═══ Material for the task ═══
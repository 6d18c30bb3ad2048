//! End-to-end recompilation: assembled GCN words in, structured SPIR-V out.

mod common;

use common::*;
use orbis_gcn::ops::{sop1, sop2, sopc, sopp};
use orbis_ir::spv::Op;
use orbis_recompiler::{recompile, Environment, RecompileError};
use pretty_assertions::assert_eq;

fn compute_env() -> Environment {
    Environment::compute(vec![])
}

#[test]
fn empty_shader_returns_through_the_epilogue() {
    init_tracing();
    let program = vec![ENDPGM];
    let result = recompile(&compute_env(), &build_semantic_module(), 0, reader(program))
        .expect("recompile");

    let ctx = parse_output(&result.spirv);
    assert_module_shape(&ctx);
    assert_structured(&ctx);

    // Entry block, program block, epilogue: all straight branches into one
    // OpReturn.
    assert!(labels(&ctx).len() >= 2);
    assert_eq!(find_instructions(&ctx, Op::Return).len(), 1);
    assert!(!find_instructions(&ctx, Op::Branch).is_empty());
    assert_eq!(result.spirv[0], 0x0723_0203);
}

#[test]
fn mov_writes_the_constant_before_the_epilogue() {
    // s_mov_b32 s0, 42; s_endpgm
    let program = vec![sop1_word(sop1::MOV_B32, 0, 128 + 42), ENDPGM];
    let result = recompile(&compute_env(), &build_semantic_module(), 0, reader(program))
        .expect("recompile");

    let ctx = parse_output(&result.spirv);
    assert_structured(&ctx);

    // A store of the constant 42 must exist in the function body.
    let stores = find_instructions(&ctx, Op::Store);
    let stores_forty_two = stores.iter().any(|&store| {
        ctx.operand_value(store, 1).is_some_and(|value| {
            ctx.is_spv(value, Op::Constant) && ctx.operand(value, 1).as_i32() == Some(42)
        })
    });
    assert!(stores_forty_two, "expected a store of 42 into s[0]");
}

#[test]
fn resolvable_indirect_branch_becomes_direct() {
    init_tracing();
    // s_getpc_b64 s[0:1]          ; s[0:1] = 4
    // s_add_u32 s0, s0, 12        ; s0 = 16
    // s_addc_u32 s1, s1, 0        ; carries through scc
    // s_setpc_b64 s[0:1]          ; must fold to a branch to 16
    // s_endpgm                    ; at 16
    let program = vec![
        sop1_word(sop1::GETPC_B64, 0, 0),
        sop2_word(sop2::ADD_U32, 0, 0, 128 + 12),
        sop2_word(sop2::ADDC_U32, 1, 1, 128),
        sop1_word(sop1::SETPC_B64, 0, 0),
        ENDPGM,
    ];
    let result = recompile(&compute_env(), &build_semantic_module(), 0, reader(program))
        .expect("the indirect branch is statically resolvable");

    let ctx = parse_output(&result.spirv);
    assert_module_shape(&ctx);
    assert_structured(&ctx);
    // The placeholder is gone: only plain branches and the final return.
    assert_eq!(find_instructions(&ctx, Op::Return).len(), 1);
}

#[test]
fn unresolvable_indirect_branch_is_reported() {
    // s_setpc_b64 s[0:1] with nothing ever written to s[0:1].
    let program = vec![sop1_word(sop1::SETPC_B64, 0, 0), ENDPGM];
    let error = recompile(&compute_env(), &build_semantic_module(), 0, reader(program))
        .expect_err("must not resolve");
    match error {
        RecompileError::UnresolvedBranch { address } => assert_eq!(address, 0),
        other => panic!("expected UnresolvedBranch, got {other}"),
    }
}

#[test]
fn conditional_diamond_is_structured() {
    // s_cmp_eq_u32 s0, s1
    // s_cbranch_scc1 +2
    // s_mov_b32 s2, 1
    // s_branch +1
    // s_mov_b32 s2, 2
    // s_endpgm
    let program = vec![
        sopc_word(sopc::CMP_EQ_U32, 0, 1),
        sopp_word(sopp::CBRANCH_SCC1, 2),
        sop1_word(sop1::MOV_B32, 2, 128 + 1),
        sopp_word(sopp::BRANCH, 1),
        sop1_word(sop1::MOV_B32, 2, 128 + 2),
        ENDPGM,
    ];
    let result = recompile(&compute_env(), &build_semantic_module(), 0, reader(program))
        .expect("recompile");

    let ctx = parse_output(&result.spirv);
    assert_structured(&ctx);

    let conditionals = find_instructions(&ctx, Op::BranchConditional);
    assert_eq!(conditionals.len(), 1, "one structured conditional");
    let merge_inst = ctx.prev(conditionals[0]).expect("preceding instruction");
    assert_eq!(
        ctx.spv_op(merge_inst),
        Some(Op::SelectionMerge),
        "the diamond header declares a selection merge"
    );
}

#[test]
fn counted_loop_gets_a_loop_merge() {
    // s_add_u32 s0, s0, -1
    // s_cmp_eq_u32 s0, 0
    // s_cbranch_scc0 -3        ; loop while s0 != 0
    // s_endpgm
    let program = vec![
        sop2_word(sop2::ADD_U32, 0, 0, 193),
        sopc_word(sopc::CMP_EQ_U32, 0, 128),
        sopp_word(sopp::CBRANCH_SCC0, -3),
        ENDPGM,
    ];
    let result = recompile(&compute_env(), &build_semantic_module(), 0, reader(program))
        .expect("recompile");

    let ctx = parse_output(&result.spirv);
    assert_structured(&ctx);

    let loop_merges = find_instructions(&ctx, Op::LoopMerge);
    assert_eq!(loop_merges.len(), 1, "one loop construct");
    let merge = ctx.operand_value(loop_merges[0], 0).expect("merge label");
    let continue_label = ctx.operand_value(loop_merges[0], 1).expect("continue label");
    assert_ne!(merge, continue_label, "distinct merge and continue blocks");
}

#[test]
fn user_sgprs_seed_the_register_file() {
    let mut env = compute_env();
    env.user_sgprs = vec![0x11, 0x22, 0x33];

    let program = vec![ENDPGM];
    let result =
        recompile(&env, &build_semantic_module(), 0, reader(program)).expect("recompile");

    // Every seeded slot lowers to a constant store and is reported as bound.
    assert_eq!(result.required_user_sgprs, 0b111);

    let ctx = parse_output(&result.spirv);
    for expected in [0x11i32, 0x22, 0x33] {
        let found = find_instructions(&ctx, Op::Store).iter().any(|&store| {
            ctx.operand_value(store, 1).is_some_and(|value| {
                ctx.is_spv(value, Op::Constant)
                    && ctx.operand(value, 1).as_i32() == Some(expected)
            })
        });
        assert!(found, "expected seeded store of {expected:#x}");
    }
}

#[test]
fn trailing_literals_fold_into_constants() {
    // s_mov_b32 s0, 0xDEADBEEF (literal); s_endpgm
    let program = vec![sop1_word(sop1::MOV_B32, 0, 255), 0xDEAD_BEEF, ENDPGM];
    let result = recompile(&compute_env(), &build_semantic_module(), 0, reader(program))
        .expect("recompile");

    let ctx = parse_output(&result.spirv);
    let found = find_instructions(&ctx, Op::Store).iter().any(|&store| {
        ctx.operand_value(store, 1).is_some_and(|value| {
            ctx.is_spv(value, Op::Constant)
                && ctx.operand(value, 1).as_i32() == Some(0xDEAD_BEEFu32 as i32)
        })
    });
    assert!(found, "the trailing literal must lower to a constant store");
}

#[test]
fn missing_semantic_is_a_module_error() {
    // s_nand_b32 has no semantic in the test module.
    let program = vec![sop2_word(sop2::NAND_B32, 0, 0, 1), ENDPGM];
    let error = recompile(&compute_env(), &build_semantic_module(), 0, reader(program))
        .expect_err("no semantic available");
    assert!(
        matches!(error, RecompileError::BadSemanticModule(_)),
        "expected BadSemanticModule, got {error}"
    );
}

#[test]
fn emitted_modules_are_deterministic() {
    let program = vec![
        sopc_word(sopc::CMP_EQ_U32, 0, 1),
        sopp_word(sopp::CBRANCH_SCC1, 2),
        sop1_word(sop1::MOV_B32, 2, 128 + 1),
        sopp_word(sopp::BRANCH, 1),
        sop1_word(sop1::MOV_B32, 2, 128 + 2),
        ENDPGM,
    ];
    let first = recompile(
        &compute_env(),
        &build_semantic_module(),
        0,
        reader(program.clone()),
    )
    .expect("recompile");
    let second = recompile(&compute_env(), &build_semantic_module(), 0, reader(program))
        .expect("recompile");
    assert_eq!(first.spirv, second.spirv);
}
═══
═══ Material for the task ═══
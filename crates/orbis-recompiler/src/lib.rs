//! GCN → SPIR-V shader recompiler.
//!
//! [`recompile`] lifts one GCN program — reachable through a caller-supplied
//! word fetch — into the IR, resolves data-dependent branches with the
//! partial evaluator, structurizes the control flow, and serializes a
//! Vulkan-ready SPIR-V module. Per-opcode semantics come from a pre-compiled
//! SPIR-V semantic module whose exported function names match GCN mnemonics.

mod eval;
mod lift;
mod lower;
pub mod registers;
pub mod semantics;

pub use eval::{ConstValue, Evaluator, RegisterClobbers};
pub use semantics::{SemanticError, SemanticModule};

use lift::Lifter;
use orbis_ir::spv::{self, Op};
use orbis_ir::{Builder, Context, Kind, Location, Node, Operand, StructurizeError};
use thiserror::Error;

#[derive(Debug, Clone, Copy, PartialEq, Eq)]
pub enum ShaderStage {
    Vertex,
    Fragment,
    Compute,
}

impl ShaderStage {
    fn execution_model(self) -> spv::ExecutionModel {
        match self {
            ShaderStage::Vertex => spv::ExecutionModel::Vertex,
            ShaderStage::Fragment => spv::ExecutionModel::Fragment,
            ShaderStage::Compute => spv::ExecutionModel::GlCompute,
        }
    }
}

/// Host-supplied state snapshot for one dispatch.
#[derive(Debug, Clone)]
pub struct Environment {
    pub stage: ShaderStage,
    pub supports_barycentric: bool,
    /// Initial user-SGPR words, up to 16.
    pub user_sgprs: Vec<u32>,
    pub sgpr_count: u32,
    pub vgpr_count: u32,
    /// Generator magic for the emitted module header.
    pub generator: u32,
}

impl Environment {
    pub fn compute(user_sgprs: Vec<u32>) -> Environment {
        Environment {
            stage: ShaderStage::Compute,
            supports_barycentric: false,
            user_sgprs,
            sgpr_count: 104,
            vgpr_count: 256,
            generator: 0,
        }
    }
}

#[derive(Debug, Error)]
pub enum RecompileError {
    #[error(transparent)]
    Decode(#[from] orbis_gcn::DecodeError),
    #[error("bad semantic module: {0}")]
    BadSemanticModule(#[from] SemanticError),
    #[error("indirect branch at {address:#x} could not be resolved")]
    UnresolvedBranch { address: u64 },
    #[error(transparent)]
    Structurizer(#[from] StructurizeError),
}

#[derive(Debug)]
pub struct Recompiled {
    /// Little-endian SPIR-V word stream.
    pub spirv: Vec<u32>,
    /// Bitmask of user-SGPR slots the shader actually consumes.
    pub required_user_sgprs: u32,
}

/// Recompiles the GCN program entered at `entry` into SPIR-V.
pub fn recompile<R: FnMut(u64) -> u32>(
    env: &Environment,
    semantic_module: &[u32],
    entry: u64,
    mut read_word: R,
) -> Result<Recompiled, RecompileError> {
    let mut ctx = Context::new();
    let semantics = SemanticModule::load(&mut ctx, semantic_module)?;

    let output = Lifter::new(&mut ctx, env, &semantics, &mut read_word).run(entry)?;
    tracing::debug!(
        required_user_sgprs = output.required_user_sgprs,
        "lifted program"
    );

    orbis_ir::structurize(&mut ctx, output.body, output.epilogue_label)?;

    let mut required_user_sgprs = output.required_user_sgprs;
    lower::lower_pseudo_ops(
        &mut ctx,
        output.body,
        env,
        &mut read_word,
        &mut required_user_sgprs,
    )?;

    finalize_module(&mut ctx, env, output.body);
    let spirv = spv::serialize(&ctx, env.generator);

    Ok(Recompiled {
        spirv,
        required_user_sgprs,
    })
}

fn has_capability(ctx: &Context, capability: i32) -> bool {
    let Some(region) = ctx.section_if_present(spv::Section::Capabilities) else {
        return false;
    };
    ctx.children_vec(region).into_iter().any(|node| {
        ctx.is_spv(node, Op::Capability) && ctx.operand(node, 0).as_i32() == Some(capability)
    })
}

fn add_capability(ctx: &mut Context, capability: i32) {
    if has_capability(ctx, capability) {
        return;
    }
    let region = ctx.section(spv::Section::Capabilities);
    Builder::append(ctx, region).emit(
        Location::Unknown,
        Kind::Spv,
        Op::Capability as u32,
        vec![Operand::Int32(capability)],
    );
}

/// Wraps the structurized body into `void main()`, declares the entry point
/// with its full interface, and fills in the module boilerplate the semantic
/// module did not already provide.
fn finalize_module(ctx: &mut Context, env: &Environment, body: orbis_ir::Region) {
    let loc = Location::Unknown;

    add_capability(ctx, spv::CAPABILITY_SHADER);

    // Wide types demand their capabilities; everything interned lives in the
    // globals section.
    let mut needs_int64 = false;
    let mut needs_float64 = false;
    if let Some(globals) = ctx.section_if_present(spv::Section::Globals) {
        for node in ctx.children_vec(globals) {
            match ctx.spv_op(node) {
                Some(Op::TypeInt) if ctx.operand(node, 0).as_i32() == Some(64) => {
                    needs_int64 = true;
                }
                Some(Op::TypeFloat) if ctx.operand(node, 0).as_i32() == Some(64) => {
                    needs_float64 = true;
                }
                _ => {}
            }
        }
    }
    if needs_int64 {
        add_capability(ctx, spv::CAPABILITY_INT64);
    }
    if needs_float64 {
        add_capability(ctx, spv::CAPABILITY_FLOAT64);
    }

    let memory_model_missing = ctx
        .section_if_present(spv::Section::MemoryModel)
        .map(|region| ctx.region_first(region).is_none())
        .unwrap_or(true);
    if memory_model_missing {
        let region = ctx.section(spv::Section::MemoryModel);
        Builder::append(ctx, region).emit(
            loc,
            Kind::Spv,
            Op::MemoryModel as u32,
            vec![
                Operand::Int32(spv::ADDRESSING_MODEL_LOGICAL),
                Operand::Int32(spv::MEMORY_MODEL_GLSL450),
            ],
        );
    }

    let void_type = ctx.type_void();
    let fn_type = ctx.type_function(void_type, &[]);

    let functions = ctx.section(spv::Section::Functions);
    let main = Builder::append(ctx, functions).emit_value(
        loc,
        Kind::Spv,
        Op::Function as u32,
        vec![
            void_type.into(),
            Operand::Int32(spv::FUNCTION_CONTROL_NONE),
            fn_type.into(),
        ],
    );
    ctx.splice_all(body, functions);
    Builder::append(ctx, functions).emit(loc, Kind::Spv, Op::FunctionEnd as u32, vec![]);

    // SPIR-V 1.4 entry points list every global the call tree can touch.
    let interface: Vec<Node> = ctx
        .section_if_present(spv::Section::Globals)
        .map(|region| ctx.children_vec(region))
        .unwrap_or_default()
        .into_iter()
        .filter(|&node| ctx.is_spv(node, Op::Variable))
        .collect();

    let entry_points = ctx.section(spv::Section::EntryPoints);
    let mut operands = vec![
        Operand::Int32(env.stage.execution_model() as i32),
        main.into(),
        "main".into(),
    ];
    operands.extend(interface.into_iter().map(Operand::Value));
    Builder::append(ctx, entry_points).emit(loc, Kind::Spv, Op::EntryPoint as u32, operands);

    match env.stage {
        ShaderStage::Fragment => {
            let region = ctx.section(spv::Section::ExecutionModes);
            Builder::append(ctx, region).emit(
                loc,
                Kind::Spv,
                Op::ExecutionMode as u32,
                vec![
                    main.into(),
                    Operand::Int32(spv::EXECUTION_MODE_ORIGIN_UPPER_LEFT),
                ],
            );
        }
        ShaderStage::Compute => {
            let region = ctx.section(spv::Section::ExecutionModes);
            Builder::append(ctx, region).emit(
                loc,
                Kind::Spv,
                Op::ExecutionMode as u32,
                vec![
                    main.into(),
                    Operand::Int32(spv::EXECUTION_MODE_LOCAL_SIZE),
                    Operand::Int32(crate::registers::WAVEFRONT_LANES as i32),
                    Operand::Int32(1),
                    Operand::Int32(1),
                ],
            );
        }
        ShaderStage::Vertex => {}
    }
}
═══
Take every line above carrying "MemoryModel" and return it.

        .section_if_present(spv::Section::MemoryModel)
        let region = ctx.section(spv::Section::MemoryModel);
            Op::MemoryModel as u32,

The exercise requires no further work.